Work to be completed: The reply should hold every record, copied exactly.

Source material:
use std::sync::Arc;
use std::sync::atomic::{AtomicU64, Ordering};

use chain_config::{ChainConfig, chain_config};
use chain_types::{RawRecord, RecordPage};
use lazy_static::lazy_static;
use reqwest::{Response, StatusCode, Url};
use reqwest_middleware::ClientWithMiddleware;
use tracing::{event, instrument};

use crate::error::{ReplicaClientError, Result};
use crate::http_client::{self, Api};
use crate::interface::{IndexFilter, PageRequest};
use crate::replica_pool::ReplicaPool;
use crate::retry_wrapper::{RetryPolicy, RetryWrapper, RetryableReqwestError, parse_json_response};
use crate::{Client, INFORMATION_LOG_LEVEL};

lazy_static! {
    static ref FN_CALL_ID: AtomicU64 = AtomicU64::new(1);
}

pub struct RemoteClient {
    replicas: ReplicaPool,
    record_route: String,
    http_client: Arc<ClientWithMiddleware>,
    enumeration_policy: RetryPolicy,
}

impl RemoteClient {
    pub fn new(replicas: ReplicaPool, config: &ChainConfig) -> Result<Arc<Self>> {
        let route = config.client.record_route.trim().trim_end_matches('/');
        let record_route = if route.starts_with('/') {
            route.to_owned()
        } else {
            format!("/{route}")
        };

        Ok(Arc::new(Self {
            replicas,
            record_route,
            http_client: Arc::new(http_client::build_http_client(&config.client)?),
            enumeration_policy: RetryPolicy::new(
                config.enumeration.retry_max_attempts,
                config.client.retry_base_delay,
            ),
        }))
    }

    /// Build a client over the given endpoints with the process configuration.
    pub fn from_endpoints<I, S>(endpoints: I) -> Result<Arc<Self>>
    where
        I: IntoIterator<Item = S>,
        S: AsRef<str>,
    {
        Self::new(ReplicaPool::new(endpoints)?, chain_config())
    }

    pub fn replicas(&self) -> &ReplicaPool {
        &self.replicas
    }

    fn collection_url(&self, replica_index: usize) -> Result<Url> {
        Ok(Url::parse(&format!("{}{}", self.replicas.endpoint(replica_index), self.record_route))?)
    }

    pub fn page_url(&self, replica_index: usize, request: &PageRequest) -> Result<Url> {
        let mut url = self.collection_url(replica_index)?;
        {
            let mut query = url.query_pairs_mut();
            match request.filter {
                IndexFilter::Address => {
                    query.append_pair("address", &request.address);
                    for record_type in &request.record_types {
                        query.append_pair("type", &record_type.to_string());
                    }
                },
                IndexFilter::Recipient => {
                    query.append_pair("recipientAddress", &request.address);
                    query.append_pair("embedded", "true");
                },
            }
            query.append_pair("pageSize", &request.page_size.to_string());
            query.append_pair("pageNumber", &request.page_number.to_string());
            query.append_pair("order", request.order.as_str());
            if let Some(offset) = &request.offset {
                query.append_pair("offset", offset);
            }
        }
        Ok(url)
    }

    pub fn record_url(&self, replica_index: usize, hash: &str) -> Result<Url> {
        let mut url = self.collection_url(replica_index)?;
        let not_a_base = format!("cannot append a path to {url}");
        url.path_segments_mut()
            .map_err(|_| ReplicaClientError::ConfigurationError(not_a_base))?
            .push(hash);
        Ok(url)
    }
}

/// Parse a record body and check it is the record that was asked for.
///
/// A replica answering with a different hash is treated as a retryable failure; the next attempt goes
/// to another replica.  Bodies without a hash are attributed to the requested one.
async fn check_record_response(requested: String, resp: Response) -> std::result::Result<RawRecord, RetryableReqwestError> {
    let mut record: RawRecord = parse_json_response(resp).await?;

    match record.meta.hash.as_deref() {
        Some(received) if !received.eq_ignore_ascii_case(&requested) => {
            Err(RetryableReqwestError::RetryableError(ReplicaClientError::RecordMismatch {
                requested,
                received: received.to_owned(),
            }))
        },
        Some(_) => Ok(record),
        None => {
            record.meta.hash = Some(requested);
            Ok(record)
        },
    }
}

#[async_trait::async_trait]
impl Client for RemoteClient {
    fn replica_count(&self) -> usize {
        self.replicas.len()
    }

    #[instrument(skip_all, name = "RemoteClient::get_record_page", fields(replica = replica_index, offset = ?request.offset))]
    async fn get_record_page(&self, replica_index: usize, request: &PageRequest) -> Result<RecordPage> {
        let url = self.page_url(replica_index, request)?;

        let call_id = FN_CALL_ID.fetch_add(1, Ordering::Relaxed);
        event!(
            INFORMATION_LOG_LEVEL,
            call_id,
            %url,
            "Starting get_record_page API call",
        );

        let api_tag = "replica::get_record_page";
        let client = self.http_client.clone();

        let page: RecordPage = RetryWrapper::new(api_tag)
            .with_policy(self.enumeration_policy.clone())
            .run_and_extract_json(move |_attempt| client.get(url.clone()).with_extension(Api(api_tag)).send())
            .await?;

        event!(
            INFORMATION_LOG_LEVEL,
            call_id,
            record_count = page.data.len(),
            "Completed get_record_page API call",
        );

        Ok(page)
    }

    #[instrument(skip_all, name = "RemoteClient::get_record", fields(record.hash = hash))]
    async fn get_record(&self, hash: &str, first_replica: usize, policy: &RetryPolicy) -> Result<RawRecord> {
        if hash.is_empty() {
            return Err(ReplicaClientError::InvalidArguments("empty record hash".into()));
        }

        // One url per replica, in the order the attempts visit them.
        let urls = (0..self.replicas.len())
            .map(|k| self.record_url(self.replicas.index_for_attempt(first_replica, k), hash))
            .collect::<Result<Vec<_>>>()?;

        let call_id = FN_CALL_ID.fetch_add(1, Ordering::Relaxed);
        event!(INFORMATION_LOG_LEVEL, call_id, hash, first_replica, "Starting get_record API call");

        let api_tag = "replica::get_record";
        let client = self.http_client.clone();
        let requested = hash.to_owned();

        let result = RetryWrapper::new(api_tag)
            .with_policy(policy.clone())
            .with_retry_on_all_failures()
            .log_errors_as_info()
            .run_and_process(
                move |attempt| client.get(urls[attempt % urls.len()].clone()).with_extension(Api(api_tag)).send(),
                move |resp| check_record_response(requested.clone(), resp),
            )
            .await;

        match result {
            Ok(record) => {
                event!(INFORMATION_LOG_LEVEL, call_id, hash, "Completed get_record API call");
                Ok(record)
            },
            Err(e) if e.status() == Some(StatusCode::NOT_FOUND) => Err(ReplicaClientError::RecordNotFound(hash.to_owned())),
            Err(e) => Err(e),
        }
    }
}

Answer below:
use std::sync::Arc;
use std::sync::atomic::{AtomicU64, Ordering};

use chain_config::{ChainConfig, chain_config};
use chain_types::{RawRecord, RecordPage};
use lazy_static::lazy_static;
use reqwest::{Response, StatusCode, Url};
use reqwest_middleware::ClientWithMiddleware;
use tracing::{event, instrument};

use crate::error::{ReplicaClientError, Result};
use crate::http_client::{self, Api};
use crate::interface::{IndexFilter, PageRequest};
use crate::replica_pool::ReplicaPool;
use crate::retry_wrapper::{RetryPolicy, RetryWrapper, RetryableReqwestError, parse_json_response};
use crate::{Client, INFORMATION_LOG_LEVEL};

lazy_static! {
    static ref FN_CALL_ID: AtomicU64 = AtomicU64::new(1);
}

pub struct RemoteClient {
    replicas: ReplicaPool,
    record_route: String,
    http_client: Arc<ClientWithMiddleware>,
    enumeration_policy: RetryPolicy,
}

impl RemoteClient {
    pub fn new(replicas: ReplicaPool, config: &ChainConfig) -> Result<Arc<Self>> {
        let route = config.client.record_route.trim().trim_end_matches('/');
        let record_route = if route.starts_with('/') {
            route.to_owned()
        } else {
            format!("/{route}")
        };

        Ok(Arc::new(Self {
            replicas,
            record_route,
            http_client: Arc::new(http_client::build_http_client(&config.client)?),
            enumeration_policy: RetryPolicy::new(
                config.enumeration.retry_max_attempts,
                config.client.retry_base_delay,
            ),
        }))
    }

    /// Build a client over the given endpoints with the process configuration.
    pub fn from_endpoints<I, S>(endpoints: I) -> Result<Arc<Self>>
    where
        I: IntoIterator<Item = S>,
        S: AsRef<str>,
    {
        Self::new(ReplicaPool::new(endpoints)?, chain_config())
    }

    pub fn replicas(&self) -> &ReplicaPool {
        &self.replicas
    }

    fn collection_url(&self, replica_index: usize) -> Result<Url> {
        Ok(Url::parse(&format!("{}{}", self.replicas.endpoint(replica_index), self.record_route))?)
    }

    pub fn page_url(&self, replica_index: usize, request: &PageRequest) -> Result<Url> {
        let mut url = self.collection_url(replica_index)?;
        {
            let mut query = url.query_pairs_mut();
            match request.filter {
                IndexFilter::Address => {
                    query.append_pair("address", &request.address);
                    for record_type in &request.record_types {
                        query.append_pair("type", &record_type.to_string());
                    }
                },
                IndexFilter::Recipient => {
                    query.append_pair("recipientAddress", &request.address);
                    query.append_pair("embedded", "true");
                },
            }
            query.append_pair("pageSize", &request.page_size.to_string());
            query.append_pair("pageNumber", &request.page_number.to_string());
            query.append_pair("order", request.order.as_str());
            if let Some(offset) = &request.offset {
                query.append_pair("offset", offset);
            }
        }
        Ok(url)
    }

    pub fn record_url(&self, replica_index: usize, hash: &str) -> Result<Url> {
        let mut url = self.collection_url(replica_index)?;
        let not_a_base = format!("cannot append a path to {url}");
        url.path_segments_mut()
            .map_err(|_| ReplicaClientError::ConfigurationError(not_a_base))?
            .push(hash);
        Ok(url)
    }
}

/// Parse a record body and check it is the record that was asked for.
///
/// A replica answering with a different hash is treated as a retryable failure; the next attempt goes
/// to another replica.  Bodies without a hash are attributed to the requested one.
async fn check_record_response(requested: String, resp: Response) -> std::result::Result<RawRecord, RetryableReqwestError> {
    let mut record: RawRecord = parse_json_response(resp).await?;

    match record.meta.hash.as_deref() {
        Some(received) if !received.eq_ignore_ascii_case(&requested) => {
            Err(RetryableReqwestError::RetryableError(ReplicaClientError::RecordMismatch {
                requested,
                received: received.to_owned(),
            }))
        },
        Some(_) => Ok(record),
        None => {
            record.meta.hash = Some(requested);
            Ok(record)
        },
    }
}

#[async_trait::async_trait]
impl Client for RemoteClient {
    fn replica_count(&self) -> usize {
        self.replicas.len()
    }

    #[instrument(skip_all, name = "RemoteClient::get_record_page", fields(replica = replica_index, offset = ?request.offset))]
    async fn get_record_page(&self, replica_index: usize, request: &PageRequest) -> Result<RecordPage> {
        let url = self.page_url(replica_index, request)?;

        let call_id = FN_CALL_ID.fetch_add(1, Ordering::Relaxed);
        event!(
            INFORMATION_LOG_LEVEL,
            call_id,
            %url,
            "Starting get_record_page API call",
        );

        let api_tag = "replica::get_record_page";
        let client = self.http_client.clone();

        let page: RecordPage = RetryWrapper::new(api_tag)
            .with_policy(self.enumeration_policy.clone())
            .run_and_extract_json(move |_attempt| client.get(url.clone()).with_extension(Api(api_tag)).send())
            .await?;

        event!(
            INFORMATION_LOG_LEVEL,
            call_id,
            record_count = page.data.len(),
            "Completed get_record_page API call",
        );

        Ok(page)
    }

    #[instrument(skip_all, name = "RemoteClient::get_record", fields(record.hash = hash))]
    async fn get_record(&self, hash: &str, first_replica: usize, policy: &RetryPolicy) -> Result<RawRecord> {
        if hash.is_empty() {
            return Err(ReplicaClientError::InvalidArguments("empty record hash".into()));
        }

        // One url per replica, in the order the attempts visit them.
        let urls = (0..self.replicas.len())
            .map(|k| self.record_url(self.replicas.index_for_attempt(first_replica, k), hash))
            .collect::<Result<Vec<_>>>()?;

        let call_id = FN_CALL_ID.fetch_add(1, Ordering::Relaxed);
        event!(INFORMATION_LOG_LEVEL, call_id, hash, first_replica, "Starting get_record API call");

        let api_tag = "replica::get_record";
        let client = self.http_client.clone();
        let requested = hash.to_owned();

        let result = RetryWrapper::new(api_tag)
            .with_policy(policy.clone())
            .with_retry_on_all_failures()
            .log_errors_as_info()
            .run_and_process(
                move |attempt| client.get(urls[attempt % urls.len()].clone()).with_extension(Api(api_tag)).send(),
                move |resp| check_record_response(requested.clone(), resp),
            )
            .await;

        match result {
            Ok(record) => {
                event!(INFORMATION_LOG_LEVEL, call_id, hash, "Completed get_record API call");
                Ok(record)
            },
            Err(e) if e.status() == Some(StatusCode::NOT_FOUND) => Err(ReplicaClientError::RecordNotFound(hash.to_owned())),
            Err(e) => Err(e),
        }
    }
}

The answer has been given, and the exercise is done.